'''

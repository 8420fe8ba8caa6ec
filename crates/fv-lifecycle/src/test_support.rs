//! Shared test fixtures: a `ProviderAdapter` fake that exercises the
//! lifecycle flows without a real hypervisor or SSH connection underneath,
//! used by the `actions`, `create` and `password` test modules.

use std::collections::HashMap;
use std::sync::Arc;

use async_trait::async_trait;
use fv_core::error::CoreError;
use fv_core::model::{
    Instance, InstanceStatus, InstanceType, LevelLimits, ProviderType, ResourceAmounts, Task, TaskStatus, TaskType,
};
use fv_provider::{InstanceConfig, NodeConfig, ProgressCallback, ProviderAdapter, RemoteImage, RemoteInstance};
use fv_reservation::{PortAllocator, QuotaEngine, VmidAllocator, quota::LevelLimitsTable};
use fv_ssh::SshPool;
use fv_storage::memory::MemoryStorage;

use crate::{Engine, NoopPostCreateHooks, ProviderDirectory};

pub(crate) struct FakeAdapter;

#[async_trait]
impl ProviderAdapter for FakeAdapter {
    fn get_type(&self) -> ProviderType {
        ProviderType::Docker
    }
    fn get_name(&self) -> &str {
        "fake"
    }
    fn get_version(&self) -> &str {
        "0"
    }
    fn get_supported_instance_types(&self) -> Vec<String> {
        vec!["container".to_string()]
    }

    async fn connect(&self, _cfg: &NodeConfig) -> Result<(), CoreError> {
        Ok(())
    }
    async fn disconnect(&self, _provider_id: &str) -> Result<(), CoreError> {
        Ok(())
    }
    async fn is_connected(&self, _provider_id: &str) -> bool {
        true
    }
    async fn health_check(&self, _provider_id: &str) -> Result<(), CoreError> {
        Ok(())
    }

    async fn list_instances(&self, _provider_id: &str) -> Result<Vec<RemoteInstance>, CoreError> {
        Ok(vec![])
    }
    async fn get_instance(&self, _provider_id: &str, id: &str) -> Result<RemoteInstance, CoreError> {
        Ok(RemoteInstance {
            id: id.to_string(),
            name: id.to_string(),
            status: "running".to_string(),
            ipv4: Some("172.16.1.2".to_string()),
            ipv6: None,
        })
    }

    async fn create_instance(&self, _provider_id: &str, cfg: &InstanceConfig) -> Result<RemoteInstance, CoreError> {
        Ok(RemoteInstance {
            id: cfg.name.clone(),
            name: cfg.name.clone(),
            status: "running".to_string(),
            ipv4: Some("172.16.1.2".to_string()),
            ipv6: None,
        })
    }

    async fn create_instance_with_progress(
        &self,
        provider_id: &str,
        cfg: &InstanceConfig,
        progress: &mut ProgressCallback<'_>,
    ) -> Result<RemoteInstance, CoreError> {
        progress(0, "starting");
        let result = self.create_instance(provider_id, cfg).await;
        progress(100, "done");
        result
    }

    async fn start_instance(&self, _provider_id: &str, _id: &str) -> Result<(), CoreError> {
        Ok(())
    }
    async fn stop_instance(&self, _provider_id: &str, _id: &str) -> Result<(), CoreError> {
        Ok(())
    }
    async fn restart_instance(&self, _provider_id: &str, _id: &str) -> Result<(), CoreError> {
        Ok(())
    }
    async fn delete_instance(&self, _provider_id: &str, _id: &str) -> Result<(), CoreError> {
        Ok(())
    }

    async fn list_images(&self, _provider_id: &str) -> Result<Vec<RemoteImage>, CoreError> {
        Ok(vec![])
    }
    async fn pull_image(&self, _provider_id: &str, url: &str) -> Result<RemoteImage, CoreError> {
        Ok(RemoteImage {
            id: url.to_string(),
            alias: url.to_string(),
        })
    }
    async fn delete_image(&self, _provider_id: &str, _id: &str) -> Result<(), CoreError> {
        Ok(())
    }

    async fn set_instance_password(&self, _provider_id: &str, _id: &str, _password: &str) -> Result<(), CoreError> {
        Ok(())
    }

    async fn get_instance_ipv4(&self, _provider_id: &str, _name: &str) -> Result<Option<String>, CoreError> {
        Ok(Some("172.16.1.2".to_string()))
    }
    async fn get_instance_ipv6(&self, _provider_id: &str, _name: &str) -> Result<Option<String>, CoreError> {
        Ok(None)
    }
    async fn get_instance_public_ipv6(&self, _provider_id: &str, _name: &str) -> Result<Option<String>, CoreError> {
        Ok(None)
    }

    async fn execute_ssh_command(
        &self,
        _provider_id: &str,
        _command: &str,
    ) -> Result<fv_ssh::CommandOutput, CoreError> {
        Err(CoreError::NotConnected {
            provider_id: "fake".to_string(),
        })
    }
}

pub(crate) struct FakeDirectory(pub Arc<FakeAdapter>);

#[async_trait]
impl ProviderDirectory for FakeDirectory {
    async fn adapter(&self, _provider_id: &str) -> Result<Arc<dyn ProviderAdapter>, CoreError> {
        Ok(self.0.clone())
    }

    async fn node_config(&self, provider_id: &str) -> Result<NodeConfig, CoreError> {
        Ok(NodeConfig {
            provider_id: provider_id.to_string(),
            provider_type: ProviderType::Docker,
            execution_rule: Default::default(),
            host: "localhost".to_string(),
            api_port: 2375,
            ssh: fv_ssh::ConnectParams {
                provider_id: provider_id.to_string(),
                host: "localhost".to_string(),
                port: 22,
                username: "root".to_string(),
                password: None,
                private_key_pem: None,
                connect_timeout: std::time::Duration::from_secs(1),
                execute_timeout: std::time::Duration::from_secs(1),
            },
            api_token_id: None,
            api_token_secret: None,
            api_username: None,
            api_password: None,
            accept_invalid_certs: true,
        })
    }
}

/// A level-0 table with generous headroom, so tests can focus on the
/// behavior under exercise rather than on tuning quota numbers.
fn roomy_level_table() -> LevelLimitsTable {
    let mut global = HashMap::new();
    global.insert(
        0,
        LevelLimits {
            max_instances: 10,
            max_resources: ResourceAmounts {
                cpu: 16,
                memory_mb: 16_384,
                disk_mb: 200_000,
                bandwidth_mbps: 1000,
            },
            max_traffic_bytes: 1_000_000_000,
        },
    );
    LevelLimitsTable {
        global,
        per_provider: HashMap::new(),
    }
}

pub(crate) fn test_engine() -> Engine<MemoryStorage, FakeDirectory, NoopPostCreateHooks> {
    let storage = Arc::new(MemoryStorage::new());
    let directory = Arc::new(FakeDirectory(Arc::new(FakeAdapter)));
    let quota = Arc::new(QuotaEngine::new(
        storage.clone(),
        roomy_level_table(),
        std::time::Duration::from_secs(3600),
    ));
    let vmid = Arc::new(VmidAllocator::new(Arc::new(SshPool::new(Default::default()))));
    let ports = Arc::new(PortAllocator::new(storage.clone()));
    Engine::new(storage, directory, Arc::new(NoopPostCreateHooks), quota, vmid, ports)
}

pub(crate) fn seed_instance(status: InstanceStatus) -> Instance {
    Instance {
        id: "i1".to_string(),
        name: "box1".to_string(),
        provider_id: "p1".to_string(),
        user_id: "u1".to_string(),
        instance_type: InstanceType::Container,
        image: "debian-12".to_string(),
        os_type: "linux".to_string(),
        resources: ResourceAmounts::default(),
        private_ip: Some("172.16.1.2".to_string()),
        public_ip: None,
        ipv6_address: None,
        public_ipv6: None,
        ssh_port: Some(10000),
        username: None,
        password: None,
        status,
        max_traffic_bytes: None,
        traffic_limited: false,
        traffic_limit_reason: None,
        pmacct_interface_v4: None,
        pmacct_interface_v6: None,
        vmid: None,
        expires_at: None,
        is_manual_expiry: false,
        created_at: chrono::Utc::now(),
    }
}

pub(crate) fn task_for(instance_id: &str, task_type: TaskType) -> Task {
    Task {
        id: "t1".to_string(),
        user_id: "u1".to_string(),
        provider_id: Some("p1".to_string()),
        instance_id: Some(instance_id.to_string()),
        task_type,
        task_data: serde_json::json!({}),
        status: TaskStatus::Running,
        progress: 0,
        timeout_duration_secs: 60,
        is_force_stoppable: true,
        error_message: None,
        created_at: chrono::Utc::now(),
        completed_at: None,
    }
}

'''

*Task:*
Scan the material above for the string "Option" and report each line where you find it.

*Exercise result:*
    async fn get_instance_ipv4(&self, _provider_id: &str, _name: &str) -> Result<Option<String>, CoreError> {
    async fn get_instance_ipv6(&self, _provider_id: &str, _name: &str) -> Result<Option<String>, CoreError> {
    async fn get_instance_public_ipv6(&self, _provider_id: &str, _name: &str) -> Result<Option<String>, CoreError> {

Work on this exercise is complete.